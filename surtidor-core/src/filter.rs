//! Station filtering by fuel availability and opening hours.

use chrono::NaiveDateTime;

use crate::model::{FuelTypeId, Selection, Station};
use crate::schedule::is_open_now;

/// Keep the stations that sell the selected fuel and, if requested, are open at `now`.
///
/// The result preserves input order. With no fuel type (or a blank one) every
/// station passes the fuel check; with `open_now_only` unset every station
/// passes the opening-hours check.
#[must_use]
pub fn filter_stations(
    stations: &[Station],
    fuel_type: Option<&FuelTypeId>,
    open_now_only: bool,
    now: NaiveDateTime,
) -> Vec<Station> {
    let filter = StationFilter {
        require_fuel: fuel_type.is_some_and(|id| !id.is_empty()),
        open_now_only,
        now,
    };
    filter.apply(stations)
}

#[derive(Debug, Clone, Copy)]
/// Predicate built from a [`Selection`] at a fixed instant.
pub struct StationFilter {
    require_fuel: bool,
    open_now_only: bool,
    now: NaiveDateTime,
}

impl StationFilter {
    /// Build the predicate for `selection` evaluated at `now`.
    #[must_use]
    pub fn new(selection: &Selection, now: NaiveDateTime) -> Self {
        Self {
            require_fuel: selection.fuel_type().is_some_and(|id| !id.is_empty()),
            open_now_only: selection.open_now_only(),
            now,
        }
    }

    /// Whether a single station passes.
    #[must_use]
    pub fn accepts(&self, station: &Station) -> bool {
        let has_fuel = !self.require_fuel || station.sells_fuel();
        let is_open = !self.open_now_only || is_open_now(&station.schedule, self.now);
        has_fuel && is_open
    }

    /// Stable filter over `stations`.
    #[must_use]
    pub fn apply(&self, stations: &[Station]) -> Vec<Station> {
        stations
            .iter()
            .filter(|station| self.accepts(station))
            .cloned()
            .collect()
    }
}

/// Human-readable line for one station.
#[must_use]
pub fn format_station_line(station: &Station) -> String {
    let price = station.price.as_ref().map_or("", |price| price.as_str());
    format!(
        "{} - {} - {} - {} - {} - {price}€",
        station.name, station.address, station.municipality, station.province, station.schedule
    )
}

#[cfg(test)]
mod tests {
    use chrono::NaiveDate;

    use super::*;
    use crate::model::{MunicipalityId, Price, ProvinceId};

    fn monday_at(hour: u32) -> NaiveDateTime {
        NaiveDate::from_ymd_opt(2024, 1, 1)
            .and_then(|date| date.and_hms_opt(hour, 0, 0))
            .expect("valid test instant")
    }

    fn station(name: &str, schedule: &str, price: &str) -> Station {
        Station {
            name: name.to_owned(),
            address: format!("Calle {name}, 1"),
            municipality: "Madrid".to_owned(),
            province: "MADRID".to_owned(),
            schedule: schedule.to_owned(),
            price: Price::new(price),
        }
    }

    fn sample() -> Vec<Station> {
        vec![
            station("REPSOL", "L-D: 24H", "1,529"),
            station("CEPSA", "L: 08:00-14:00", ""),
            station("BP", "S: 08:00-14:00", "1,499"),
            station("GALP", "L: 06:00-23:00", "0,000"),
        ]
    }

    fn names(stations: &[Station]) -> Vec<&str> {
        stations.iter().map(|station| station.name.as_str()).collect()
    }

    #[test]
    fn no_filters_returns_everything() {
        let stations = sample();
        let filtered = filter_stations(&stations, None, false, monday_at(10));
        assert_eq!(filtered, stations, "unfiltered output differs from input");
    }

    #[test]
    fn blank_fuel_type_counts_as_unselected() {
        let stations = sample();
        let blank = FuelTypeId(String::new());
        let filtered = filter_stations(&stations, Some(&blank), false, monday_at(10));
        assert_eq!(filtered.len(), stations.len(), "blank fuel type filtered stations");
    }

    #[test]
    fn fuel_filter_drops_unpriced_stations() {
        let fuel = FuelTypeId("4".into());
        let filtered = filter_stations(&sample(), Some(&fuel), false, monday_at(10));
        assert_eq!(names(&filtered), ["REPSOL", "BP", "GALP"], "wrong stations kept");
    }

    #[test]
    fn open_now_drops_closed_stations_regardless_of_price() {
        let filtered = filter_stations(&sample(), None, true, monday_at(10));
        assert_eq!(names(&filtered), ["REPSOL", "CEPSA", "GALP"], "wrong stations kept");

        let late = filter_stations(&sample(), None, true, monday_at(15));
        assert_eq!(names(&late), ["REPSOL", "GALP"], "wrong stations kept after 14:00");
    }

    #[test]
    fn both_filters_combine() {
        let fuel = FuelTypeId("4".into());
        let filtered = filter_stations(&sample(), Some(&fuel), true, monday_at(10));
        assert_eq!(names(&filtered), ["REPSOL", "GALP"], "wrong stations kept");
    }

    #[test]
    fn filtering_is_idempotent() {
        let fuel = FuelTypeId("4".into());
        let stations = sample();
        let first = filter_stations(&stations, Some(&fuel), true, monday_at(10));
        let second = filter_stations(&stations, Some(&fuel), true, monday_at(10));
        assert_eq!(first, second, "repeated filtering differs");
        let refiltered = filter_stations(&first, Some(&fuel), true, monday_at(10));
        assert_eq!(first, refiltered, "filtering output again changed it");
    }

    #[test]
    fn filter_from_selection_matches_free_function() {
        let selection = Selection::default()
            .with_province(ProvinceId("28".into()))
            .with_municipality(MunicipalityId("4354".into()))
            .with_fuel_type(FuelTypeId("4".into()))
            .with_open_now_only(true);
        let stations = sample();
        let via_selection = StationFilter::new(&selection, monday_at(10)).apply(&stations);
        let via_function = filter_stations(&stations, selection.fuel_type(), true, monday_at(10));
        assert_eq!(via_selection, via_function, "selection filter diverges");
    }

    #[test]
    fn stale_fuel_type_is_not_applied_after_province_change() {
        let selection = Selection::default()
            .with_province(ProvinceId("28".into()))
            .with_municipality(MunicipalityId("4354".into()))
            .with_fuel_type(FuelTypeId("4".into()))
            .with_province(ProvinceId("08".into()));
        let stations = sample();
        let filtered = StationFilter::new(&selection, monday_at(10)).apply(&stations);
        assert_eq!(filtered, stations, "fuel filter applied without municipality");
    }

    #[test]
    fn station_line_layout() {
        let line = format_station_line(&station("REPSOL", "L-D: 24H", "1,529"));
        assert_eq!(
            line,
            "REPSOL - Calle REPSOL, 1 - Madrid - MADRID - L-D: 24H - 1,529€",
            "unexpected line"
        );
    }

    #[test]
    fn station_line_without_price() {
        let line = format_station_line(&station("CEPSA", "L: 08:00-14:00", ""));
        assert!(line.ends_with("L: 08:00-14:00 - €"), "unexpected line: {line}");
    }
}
• • • • •
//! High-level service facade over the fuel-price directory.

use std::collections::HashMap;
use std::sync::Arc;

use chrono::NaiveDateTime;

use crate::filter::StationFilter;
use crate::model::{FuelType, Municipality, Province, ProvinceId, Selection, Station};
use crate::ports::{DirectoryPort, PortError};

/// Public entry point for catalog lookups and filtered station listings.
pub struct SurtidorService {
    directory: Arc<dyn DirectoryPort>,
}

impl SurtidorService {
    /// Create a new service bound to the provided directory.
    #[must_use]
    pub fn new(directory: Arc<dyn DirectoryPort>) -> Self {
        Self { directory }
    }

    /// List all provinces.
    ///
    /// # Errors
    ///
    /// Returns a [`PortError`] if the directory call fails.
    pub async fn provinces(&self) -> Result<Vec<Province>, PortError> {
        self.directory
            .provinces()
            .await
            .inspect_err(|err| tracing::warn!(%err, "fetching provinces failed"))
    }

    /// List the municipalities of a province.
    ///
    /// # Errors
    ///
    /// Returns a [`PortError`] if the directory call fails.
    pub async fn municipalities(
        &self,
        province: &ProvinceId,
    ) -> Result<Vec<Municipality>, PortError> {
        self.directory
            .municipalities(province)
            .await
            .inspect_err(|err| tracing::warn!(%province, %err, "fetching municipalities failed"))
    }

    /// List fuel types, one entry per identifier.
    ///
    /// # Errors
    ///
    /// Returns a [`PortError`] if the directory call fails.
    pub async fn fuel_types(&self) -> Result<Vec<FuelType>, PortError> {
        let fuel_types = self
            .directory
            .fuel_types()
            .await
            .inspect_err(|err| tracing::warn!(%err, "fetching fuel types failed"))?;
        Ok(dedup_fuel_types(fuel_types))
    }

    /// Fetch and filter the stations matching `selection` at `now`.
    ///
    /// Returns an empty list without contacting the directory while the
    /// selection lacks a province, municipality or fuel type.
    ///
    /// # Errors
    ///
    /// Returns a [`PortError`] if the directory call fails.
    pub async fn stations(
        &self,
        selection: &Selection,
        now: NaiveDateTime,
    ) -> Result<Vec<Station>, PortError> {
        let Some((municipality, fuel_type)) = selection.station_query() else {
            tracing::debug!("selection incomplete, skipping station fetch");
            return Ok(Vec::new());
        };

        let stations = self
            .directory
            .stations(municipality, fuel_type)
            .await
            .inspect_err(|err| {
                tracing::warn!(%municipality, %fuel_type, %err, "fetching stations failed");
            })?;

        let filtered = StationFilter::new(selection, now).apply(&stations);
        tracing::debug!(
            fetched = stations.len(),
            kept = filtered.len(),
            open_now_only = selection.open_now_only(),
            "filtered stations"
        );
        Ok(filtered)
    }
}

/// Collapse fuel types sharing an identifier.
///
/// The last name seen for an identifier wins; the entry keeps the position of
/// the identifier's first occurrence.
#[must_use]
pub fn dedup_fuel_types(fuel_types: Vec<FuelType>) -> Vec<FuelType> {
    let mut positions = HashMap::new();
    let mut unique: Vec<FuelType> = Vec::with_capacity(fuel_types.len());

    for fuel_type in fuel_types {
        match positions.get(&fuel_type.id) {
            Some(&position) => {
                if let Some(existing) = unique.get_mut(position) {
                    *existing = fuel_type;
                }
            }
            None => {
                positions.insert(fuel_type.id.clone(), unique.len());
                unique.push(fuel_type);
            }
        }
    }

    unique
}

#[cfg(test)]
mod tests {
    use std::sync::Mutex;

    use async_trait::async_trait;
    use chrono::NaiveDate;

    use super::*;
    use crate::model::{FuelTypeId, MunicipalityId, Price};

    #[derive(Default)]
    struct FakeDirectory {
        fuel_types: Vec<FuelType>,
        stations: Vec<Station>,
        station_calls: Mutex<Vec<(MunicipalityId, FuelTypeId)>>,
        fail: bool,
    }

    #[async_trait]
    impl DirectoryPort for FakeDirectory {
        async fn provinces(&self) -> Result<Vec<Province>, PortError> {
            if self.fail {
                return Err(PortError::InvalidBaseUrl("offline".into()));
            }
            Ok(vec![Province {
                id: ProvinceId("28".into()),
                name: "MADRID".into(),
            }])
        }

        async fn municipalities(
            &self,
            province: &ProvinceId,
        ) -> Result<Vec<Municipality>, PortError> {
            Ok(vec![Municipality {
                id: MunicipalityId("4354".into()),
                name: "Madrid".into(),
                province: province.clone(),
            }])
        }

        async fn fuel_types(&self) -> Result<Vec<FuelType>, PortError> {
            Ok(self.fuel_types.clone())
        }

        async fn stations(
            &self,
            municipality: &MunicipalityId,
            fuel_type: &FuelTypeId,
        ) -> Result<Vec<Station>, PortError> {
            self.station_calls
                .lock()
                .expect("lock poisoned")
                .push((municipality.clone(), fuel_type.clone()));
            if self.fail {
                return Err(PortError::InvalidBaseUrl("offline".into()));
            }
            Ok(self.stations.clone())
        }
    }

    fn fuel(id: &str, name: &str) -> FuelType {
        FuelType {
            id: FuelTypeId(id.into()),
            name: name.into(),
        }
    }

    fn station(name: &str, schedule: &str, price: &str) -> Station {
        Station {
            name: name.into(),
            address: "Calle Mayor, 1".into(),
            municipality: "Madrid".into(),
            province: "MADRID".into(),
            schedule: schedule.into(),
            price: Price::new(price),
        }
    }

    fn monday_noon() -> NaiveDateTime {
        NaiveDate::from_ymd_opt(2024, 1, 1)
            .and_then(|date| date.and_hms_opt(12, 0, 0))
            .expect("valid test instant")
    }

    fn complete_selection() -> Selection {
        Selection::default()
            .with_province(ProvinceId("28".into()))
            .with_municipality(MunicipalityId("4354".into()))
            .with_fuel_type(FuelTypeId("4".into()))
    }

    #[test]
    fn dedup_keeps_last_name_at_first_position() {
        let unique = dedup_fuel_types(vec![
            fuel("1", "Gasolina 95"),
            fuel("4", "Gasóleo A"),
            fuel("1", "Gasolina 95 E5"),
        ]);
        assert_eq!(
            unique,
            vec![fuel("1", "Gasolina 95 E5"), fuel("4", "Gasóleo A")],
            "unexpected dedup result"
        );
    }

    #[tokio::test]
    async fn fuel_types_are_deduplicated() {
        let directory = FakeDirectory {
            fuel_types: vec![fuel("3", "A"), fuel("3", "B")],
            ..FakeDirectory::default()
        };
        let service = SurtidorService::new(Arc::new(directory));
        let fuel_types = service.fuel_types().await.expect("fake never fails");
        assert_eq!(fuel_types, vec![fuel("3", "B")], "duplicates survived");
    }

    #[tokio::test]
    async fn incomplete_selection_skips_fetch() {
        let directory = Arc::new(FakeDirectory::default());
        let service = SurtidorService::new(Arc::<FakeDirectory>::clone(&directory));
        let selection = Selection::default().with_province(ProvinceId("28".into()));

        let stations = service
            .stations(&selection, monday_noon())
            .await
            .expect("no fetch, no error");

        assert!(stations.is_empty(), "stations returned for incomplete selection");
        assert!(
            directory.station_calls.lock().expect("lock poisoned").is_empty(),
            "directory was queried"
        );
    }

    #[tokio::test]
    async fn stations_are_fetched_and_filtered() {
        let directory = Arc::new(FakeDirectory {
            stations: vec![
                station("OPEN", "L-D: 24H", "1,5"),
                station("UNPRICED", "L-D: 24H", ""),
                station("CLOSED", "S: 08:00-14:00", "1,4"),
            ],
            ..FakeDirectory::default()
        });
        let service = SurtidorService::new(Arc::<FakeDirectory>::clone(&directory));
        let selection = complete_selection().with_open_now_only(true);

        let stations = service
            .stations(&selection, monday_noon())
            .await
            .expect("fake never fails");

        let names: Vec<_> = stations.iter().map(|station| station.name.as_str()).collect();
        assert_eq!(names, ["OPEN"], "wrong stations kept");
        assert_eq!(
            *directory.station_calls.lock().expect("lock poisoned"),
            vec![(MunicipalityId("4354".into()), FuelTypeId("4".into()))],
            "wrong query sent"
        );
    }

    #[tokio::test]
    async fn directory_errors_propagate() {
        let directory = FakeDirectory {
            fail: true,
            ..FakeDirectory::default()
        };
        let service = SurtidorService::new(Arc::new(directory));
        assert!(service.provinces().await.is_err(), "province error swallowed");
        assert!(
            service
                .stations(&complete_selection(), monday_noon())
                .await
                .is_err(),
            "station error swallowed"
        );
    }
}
• • • • •
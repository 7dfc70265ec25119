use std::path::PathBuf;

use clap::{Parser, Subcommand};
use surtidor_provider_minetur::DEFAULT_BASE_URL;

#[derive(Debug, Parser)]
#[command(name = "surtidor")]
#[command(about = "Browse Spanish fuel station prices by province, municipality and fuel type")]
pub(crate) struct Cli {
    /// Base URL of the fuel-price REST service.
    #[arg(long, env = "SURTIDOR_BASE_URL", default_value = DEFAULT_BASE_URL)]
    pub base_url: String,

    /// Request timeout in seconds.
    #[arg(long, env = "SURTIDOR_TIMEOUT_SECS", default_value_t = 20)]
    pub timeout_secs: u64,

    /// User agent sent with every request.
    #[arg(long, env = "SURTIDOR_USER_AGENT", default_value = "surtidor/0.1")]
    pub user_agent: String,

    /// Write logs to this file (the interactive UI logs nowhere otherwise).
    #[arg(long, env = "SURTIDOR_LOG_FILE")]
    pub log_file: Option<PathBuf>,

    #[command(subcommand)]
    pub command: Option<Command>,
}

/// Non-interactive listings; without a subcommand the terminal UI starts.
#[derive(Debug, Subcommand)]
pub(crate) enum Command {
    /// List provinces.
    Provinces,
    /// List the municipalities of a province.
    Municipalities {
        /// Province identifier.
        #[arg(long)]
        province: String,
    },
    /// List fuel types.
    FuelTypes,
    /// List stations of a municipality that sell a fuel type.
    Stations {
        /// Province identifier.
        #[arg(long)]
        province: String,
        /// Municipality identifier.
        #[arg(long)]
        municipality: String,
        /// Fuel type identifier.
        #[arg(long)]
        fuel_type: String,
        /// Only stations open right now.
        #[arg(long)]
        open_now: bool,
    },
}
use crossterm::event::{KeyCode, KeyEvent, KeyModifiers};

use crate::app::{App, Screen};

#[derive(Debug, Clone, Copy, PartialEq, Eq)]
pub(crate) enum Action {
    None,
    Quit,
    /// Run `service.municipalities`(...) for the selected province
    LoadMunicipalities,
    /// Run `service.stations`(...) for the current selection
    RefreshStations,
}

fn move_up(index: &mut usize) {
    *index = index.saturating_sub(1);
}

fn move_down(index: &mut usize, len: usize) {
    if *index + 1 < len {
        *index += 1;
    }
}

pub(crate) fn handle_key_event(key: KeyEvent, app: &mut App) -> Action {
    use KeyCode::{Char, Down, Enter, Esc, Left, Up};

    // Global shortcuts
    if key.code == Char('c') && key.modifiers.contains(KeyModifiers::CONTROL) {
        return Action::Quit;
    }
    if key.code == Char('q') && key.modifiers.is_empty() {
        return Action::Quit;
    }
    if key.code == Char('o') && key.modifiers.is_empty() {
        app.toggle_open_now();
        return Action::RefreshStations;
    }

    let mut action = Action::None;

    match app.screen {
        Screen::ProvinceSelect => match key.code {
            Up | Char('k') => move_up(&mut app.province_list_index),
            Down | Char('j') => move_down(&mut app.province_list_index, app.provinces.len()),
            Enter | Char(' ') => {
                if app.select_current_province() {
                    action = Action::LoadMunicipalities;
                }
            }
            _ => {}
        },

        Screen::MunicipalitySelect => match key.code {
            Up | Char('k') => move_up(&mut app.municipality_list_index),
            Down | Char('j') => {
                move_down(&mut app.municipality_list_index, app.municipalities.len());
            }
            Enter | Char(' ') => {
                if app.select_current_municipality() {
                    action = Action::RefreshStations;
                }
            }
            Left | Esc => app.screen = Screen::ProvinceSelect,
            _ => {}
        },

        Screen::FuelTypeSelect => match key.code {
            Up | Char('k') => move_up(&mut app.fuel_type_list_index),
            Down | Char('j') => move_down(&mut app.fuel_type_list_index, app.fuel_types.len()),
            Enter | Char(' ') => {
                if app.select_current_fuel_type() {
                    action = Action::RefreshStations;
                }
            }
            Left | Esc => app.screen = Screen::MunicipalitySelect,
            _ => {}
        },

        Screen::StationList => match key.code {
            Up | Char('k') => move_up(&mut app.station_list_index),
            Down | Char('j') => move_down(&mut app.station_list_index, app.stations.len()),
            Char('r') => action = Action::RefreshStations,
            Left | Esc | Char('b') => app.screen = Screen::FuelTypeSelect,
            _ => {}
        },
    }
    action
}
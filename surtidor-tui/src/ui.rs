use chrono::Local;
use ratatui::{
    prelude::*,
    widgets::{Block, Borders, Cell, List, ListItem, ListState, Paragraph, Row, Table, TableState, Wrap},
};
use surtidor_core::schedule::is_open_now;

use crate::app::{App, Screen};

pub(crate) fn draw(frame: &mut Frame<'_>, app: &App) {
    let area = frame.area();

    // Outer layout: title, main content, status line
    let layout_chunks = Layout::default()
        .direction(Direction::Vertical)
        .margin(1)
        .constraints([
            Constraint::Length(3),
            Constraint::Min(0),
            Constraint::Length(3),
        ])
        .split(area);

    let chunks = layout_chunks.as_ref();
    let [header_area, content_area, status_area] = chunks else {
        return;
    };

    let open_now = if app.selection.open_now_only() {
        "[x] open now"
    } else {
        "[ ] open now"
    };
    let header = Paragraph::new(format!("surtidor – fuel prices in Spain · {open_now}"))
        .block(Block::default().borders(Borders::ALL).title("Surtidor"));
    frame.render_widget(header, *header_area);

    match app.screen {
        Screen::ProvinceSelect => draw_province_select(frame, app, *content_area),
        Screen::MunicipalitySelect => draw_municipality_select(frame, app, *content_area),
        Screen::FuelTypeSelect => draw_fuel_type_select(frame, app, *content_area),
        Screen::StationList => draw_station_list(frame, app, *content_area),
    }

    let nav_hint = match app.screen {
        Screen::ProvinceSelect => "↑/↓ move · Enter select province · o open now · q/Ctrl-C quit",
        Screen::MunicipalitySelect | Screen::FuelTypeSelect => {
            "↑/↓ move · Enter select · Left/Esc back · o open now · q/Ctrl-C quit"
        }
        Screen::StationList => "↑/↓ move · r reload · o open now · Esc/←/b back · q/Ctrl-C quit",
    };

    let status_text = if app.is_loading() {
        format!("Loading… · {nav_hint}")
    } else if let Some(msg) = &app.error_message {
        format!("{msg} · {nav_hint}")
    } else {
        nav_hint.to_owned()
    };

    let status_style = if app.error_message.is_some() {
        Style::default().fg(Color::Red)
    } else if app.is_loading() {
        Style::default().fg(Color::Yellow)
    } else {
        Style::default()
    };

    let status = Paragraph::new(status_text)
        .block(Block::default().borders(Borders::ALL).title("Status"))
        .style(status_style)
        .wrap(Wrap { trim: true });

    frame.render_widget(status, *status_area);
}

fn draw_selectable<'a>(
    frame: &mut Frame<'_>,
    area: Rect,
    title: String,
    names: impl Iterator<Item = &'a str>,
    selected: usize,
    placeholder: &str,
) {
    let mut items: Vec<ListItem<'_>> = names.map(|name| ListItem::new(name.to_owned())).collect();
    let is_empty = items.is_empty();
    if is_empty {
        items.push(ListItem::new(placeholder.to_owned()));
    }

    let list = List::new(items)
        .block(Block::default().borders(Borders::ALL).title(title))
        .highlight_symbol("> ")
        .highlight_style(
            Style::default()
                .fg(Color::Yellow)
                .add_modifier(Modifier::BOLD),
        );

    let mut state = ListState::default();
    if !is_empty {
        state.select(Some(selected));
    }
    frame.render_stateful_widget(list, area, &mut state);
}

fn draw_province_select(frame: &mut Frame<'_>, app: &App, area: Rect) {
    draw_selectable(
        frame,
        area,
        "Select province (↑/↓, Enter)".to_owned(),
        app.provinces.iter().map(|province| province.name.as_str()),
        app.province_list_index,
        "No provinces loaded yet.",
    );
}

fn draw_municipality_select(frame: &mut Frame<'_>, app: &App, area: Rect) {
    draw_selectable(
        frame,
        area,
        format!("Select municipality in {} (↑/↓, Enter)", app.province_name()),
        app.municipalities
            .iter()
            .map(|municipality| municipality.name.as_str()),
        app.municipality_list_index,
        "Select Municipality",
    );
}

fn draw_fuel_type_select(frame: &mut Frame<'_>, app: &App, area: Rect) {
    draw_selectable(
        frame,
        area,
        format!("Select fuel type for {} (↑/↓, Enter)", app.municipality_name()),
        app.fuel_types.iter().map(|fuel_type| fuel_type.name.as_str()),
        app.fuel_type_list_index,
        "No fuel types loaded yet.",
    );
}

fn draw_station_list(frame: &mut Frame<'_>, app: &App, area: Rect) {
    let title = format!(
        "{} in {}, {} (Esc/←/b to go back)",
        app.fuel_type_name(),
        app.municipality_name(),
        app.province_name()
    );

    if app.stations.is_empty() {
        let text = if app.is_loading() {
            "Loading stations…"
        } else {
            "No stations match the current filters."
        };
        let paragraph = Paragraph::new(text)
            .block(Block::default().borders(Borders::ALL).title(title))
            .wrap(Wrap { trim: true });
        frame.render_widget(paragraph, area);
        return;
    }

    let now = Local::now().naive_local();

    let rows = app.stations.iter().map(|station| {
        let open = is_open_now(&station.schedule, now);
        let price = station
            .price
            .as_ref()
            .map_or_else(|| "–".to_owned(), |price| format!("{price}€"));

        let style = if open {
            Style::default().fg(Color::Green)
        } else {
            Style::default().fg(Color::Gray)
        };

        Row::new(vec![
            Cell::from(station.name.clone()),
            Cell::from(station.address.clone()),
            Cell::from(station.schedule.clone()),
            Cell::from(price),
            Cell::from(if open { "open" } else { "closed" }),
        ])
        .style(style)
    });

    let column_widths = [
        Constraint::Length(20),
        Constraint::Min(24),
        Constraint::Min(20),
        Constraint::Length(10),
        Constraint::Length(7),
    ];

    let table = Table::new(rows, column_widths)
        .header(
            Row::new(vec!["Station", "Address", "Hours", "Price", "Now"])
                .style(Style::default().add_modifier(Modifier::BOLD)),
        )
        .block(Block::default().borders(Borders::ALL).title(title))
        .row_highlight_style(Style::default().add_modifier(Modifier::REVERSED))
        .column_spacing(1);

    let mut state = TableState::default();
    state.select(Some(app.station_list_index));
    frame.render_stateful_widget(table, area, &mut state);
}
• • • • •
▸ What you will do
In the records above, locate every line with the string "title" and copy it.

▸ Your solution
    // Outer layout: title, main content, status line
        .block(Block::default().borders(Borders::ALL).title("Surtidor"));
        .block(Block::default().borders(Borders::ALL).title("Status"))
    title: String,
        .block(Block::default().borders(Borders::ALL).title(title))
    let title = format!(
            .block(Block::default().borders(Borders::ALL).title(title))
        .block(Block::default().borders(Borders::ALL).title(title))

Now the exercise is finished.